DATA RECORDS Start Marker

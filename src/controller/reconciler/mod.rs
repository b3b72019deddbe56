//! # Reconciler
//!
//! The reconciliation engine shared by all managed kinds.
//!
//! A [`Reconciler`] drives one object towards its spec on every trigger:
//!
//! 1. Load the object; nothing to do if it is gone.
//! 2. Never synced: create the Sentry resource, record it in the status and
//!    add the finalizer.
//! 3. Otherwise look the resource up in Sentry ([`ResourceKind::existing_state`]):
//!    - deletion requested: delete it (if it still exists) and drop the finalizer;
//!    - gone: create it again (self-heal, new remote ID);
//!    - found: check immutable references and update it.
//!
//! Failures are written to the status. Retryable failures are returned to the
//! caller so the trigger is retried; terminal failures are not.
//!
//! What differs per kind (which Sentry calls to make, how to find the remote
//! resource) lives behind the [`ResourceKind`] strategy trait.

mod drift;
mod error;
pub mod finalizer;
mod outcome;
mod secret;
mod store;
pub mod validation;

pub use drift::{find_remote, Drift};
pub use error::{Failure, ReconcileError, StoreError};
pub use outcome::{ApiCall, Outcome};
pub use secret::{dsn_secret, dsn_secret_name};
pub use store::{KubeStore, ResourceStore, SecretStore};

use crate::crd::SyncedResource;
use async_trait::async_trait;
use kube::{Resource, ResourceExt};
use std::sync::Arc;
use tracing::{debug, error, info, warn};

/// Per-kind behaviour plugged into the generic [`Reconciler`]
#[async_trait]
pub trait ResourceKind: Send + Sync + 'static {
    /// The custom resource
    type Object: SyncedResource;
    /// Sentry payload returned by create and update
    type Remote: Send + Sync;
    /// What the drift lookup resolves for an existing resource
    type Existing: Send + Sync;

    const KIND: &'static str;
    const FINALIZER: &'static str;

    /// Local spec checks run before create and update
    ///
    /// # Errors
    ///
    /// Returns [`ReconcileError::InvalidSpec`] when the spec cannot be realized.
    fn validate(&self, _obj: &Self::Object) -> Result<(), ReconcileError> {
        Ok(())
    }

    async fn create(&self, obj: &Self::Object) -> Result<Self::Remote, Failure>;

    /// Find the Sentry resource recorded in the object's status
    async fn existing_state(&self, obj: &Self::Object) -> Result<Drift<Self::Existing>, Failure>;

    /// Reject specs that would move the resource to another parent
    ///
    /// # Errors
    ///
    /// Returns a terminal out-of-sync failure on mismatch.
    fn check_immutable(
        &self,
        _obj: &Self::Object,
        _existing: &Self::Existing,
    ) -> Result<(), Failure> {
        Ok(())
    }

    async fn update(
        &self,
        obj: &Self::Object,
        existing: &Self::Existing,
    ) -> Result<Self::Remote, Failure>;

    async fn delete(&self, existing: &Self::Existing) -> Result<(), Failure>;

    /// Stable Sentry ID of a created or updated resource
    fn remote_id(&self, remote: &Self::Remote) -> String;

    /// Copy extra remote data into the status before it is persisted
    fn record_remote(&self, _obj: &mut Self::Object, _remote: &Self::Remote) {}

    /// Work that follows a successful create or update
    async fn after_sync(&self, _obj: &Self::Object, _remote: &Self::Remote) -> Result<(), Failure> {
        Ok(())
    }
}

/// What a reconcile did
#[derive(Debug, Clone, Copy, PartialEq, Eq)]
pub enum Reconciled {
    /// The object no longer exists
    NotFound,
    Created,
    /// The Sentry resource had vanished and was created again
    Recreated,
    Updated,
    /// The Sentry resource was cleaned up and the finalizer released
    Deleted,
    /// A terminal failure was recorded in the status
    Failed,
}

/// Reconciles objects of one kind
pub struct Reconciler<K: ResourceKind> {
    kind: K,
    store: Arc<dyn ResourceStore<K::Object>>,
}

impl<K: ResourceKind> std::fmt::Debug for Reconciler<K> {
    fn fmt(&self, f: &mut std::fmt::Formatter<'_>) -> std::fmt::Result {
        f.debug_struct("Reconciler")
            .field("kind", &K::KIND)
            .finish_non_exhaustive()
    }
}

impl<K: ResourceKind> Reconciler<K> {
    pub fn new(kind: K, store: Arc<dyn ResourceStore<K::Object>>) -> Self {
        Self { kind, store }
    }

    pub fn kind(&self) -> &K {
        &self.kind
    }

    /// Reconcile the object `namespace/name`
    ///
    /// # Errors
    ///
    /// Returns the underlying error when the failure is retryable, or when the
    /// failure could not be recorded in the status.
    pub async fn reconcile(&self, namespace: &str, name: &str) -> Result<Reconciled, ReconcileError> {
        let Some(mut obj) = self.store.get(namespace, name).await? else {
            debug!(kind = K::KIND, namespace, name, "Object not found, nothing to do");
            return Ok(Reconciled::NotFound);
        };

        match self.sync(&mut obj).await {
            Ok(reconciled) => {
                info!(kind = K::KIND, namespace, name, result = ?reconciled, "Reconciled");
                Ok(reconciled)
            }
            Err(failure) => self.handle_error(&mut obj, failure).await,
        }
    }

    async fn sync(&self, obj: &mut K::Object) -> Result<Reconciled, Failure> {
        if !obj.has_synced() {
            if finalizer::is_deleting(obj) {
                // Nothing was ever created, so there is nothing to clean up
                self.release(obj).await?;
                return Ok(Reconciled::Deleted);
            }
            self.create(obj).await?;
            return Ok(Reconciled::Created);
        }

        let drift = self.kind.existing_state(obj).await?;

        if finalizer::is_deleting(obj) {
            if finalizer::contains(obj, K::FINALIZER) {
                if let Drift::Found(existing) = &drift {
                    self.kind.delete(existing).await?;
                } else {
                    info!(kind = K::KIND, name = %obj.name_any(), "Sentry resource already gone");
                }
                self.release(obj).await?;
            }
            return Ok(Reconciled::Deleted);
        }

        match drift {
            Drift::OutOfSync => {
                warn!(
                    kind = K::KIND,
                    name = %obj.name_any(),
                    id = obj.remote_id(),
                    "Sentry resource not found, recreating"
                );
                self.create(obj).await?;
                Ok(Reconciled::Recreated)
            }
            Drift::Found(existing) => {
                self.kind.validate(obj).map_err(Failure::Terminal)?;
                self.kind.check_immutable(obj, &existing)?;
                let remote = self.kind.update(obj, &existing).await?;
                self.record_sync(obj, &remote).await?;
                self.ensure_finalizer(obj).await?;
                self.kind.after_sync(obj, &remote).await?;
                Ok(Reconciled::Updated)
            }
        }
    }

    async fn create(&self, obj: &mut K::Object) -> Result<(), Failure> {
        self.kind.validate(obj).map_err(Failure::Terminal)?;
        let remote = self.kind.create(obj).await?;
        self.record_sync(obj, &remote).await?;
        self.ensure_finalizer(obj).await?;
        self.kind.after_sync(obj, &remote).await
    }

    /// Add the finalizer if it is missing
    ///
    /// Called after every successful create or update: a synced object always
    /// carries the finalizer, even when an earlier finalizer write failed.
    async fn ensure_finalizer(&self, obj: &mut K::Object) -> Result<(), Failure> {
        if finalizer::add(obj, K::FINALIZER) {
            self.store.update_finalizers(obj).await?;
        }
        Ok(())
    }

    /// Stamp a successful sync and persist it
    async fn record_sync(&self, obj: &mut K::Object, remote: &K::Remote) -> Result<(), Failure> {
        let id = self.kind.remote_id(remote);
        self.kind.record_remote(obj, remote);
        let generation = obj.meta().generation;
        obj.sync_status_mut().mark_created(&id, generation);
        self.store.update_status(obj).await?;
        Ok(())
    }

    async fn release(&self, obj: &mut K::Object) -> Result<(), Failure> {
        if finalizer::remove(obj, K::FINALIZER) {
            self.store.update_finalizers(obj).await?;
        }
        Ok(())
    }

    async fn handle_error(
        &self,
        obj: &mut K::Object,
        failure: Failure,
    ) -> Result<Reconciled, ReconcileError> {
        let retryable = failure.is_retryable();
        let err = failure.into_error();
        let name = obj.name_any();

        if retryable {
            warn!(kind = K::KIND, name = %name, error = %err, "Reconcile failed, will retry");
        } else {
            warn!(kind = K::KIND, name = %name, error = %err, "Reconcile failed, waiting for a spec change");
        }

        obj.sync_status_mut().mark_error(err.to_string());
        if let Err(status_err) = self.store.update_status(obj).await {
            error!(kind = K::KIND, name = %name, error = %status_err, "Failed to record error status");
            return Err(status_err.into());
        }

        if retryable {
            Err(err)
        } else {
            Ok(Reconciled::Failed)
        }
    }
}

DATA RECORDS End Marker

_INSTRUCTIONS TO FOLLOW_
Show the lines in the entries above that include the string "before".

_SOLUTION BELOW_
    /// Local spec checks run before create and update
    /// Copy extra remote data into the status before it is persisted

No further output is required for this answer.